__What you will do__. Please report each line in the material below that includes "other".

....

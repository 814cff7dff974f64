//! Integration tests for the provisioning workflow
//!
//! Runs the `Provisioner` with a recording runner so the exact command
//! sequence can be checked without touching the host:
//! - System package installation per platform
//! - Tool installation
//! - Component builds from the catalog, honoring --with / --without
//! - Repo builds that take GStreamer from the distribution

use std::fs;
use std::path::{Path, PathBuf};

use fastocloud_env::provision::executor::ProvisionOptions;
use fastocloud_env::provision::{catalog, BuildDriver, Component, Fetch, Provisioner};
use fastocloud_env::{
    ComponentFlags, DryRunRunner, EnvError, MediaVersions, PackageSelection, PlatformId,
};
use tempfile::TempDir;

fn options(root: &Path, dry_run: bool) -> ProvisionOptions {
    ProvisionOptions {
        prefix: PathBuf::from("/opt/fastocloud"),
        build_dir: root.join("build_env"),
        jobs: 4,
        dry_run,
        nginx_dir: None,
        sites_enabled: root.join("sites-enabled"),
        hostname_file: root.join("hostname"),
    }
}

fn lines(runner: &DryRunRunner) -> Vec<String> {
    runner.commands().iter().map(|c| c.to_string()).collect()
}

#[test]
fn test_debian_package_sequence() {
    let temp_dir = TempDir::new().unwrap();
    let provisioner = Provisioner::new(PlatformId::Debian, DryRunRunner::new(), options(temp_dir.path(), true));

    provisioner.install_packages(&PackageSelection::default()).unwrap();

    let commands = provisioner.runner().commands();
    assert_eq!(commands[0].to_string(), "apt-get update");
    assert_eq!(
        commands[1].to_string(),
        "apt-get install -y --no-install-recommends git"
    );
    assert_eq!(
        commands[1].env.get("DEBIAN_FRONTEND").map(String::as_str),
        Some("noninteractive")
    );

    // One install per selected package, nothing else
    let selected = PlatformId::Debian.packages().select(&PackageSelection::default());
    assert_eq!(commands.len(), selected.len() + 1);
}

#[test]
fn test_redhat_links_ninja_after_install() {
    let temp_dir = TempDir::new().unwrap();
    let provisioner = Provisioner::new(PlatformId::RedHat, DryRunRunner::new(), options(temp_dir.path(), true));

    provisioner.install_packages(&PackageSelection::default()).unwrap();

    let lines = lines(provisioner.runner());
    assert_eq!(lines.first().map(String::as_str), Some("yum makecache -y"));
    assert_eq!(
        lines.last().map(String::as_str),
        Some("ln -sf /usr/bin/ninja-build /usr/bin/ninja")
    );
}

#[test]
fn test_tools_pin_meson_version() {
    let temp_dir = TempDir::new().unwrap();
    let provisioner = Provisioner::new(PlatformId::Debian, DryRunRunner::new(), options(temp_dir.path(), true));

    provisioner.install_tools(&MediaVersions::default().meson).unwrap();

    let lines = lines(provisioner.runner());
    assert!(lines.contains(&"pip3 install meson==0.62.0".to_string()));
    assert!(lines.contains(&"cargo install --version 0.9.21 cargo-c".to_string()));
}

#[test]
fn test_default_catalog_dry_run_order() {
    let temp_dir = TempDir::new().unwrap();
    let provisioner = Provisioner::new(PlatformId::Debian, DryRunRunner::new(), options(temp_dir.path(), true));

    let components = catalog(&ComponentFlags::default(), &MediaVersions::default(), Path::new("fastogt_patch"));
    let built = provisioner.build_all(&components).unwrap();
    assert_eq!(built, 17);

    let commands = provisioner.runner().commands();
    assert!(commands.iter().all(|c| c.program != "git" && c.program != "tar"));

    // gst-plugins-base is patched before it is configured
    let base_src = temp_dir.path().join("build_env").join("gst-plugins-base");
    let base: Vec<String> = commands
        .iter()
        .filter(|c| c.cwd.as_deref() == Some(base_src.as_path()))
        .map(|c| c.to_string())
        .collect();
    assert_eq!(
        base,
        vec![
            "patch -p1 -i fastogt_patch/gst-plugins-base.patch".to_string(),
            "meson setup build_meson --prefix=/opt/fastocloud --buildtype=release -Dexamples=disabled".to_string(),
            "ninja -C build_meson install".to_string(),
        ]
    );

    // gstreamer core is installed before any plugin set
    let position = |name: &str| {
        let dir = temp_dir.path().join("build_env").join(name);
        commands
            .iter()
            .position(|c| c.cwd.as_deref() == Some(dir.as_path()))
            .unwrap()
    };
    assert!(position("gstreamer") < position("gst-plugins-base"));
    assert!(position("gst-plugins-base") < position("gst-plugins-good"));
    assert!(position("gst-plugins-bad") < position("gst-rtsp-server"));
}

#[test]
fn test_without_removes_components() {
    let temp_dir = TempDir::new().unwrap();
    let provisioner = Provisioner::new(PlatformId::Debian, DryRunRunner::new(), options(temp_dir.path(), true));

    let mut flags = ComponentFlags::default();
    flags.apply(&["opencv"], &["faac", "gst-plugins-bad"]).unwrap();
    let components = catalog(&flags, &MediaVersions::default(), Path::new("fastogt_patch"));
    provisioner.build_all(&components).unwrap();

    let build_env = temp_dir.path().join("build_env");
    let dirs: Vec<PathBuf> = provisioner
        .runner()
        .commands()
        .iter()
        .filter_map(|c| c.cwd.clone())
        .collect();
    assert!(dirs.contains(&build_env.join("opencv")));
    assert!(!dirs.contains(&build_env.join("faac")));
    assert!(!dirs.contains(&build_env.join("gst-plugins-bad")));

    let err = flags.apply(&["gst-plugins-nope"], &[]).unwrap_err();
    assert!(matches!(err, EnvError::UnknownComponent(_)));
}

#[test]
fn test_repo_build_skips_gstreamer_sources() {
    let temp_dir = TempDir::new().unwrap();
    let provisioner = Provisioner::new(PlatformId::Debian, DryRunRunner::new(), options(temp_dir.path(), true));

    // 1. Distribution GStreamer packages replace the source build
    let selection = PackageSelection {
        repo_build: true,
        ..Default::default()
    };
    provisioner.install_packages(&selection).unwrap();
    let packages = lines(provisioner.runner());
    assert!(packages.iter().any(|l| l.ends_with(" libgstreamer1.0-dev")));

    // 2. Only the support libraries are built, in dependency order
    let mut flags = ComponentFlags::default();
    flags.restrict_to_repo_build();
    let components = catalog(&flags, &MediaVersions::default(), Path::new("fastogt_patch"));
    let built = provisioner.build_all(&components).unwrap();
    assert_eq!(built, 5);

    let build_env = temp_dir.path().join("build_env");
    let mut order: Vec<String> = Vec::new();
    for command in provisioner.runner().commands() {
        let Some(name) = command
            .cwd
            .as_deref()
            .and_then(|dir| dir.strip_prefix(&build_env).ok())
            .map(|dir| dir.display().to_string())
        else {
            continue;
        };
        if order.last() != Some(&name) {
            order.push(name);
        }
    }
    assert_eq!(order, vec!["json-c", "libev", "common", "fastotv_cpp", "libyaml"]);
}

#[test]
fn test_local_source_is_built_in_place() {
    let temp_dir = TempDir::new().unwrap();
    let src = temp_dir.path().join("fastoml");
    fs::create_dir_all(&src).unwrap();

    let provisioner = Provisioner::new(PlatformId::Debian, DryRunRunner::new(), options(temp_dir.path(), false));
    let component = Component::new("fastoml", Fetch::Local { path: src.clone() }, BuildDriver::Cmake);

    provisioner.build(&component).unwrap();

    let commands = provisioner.runner().commands();
    assert_eq!(commands.len(), 2);
    assert!(commands.iter().all(|c| c.cwd.as_deref() == Some(src.as_path())));
    assert_eq!(
        commands[1].to_string(),
        "cmake --build build_cmake --target install -j4"
    );
}

#[test]
fn test_hostname_written_on_linux_only() {
    let temp_dir = TempDir::new().unwrap();

    let linux = Provisioner::new(PlatformId::Debian, DryRunRunner::new(), options(temp_dir.path(), false));
    linux.set_hostname("cdn.fastocloud.com").unwrap();
    assert_eq!(
        fs::read_to_string(temp_dir.path().join("hostname")).unwrap(),
        "cdn.fastocloud.com"
    );

    let other = TempDir::new().unwrap();
    let mac = Provisioner::new(PlatformId::MacOsx, DryRunRunner::new(), options(other.path(), false));
    mac.set_hostname("cdn.fastocloud.com").unwrap();
    assert!(!other.path().join("hostname").exists());
}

....

__Exercise solution__.
    let other = TempDir::new().unwrap();
    let mac = Provisioner::new(PlatformId::MacOsx, DryRunRunner::new(), options(other.path(), false));
    assert!(!other.path().join("hostname").exists());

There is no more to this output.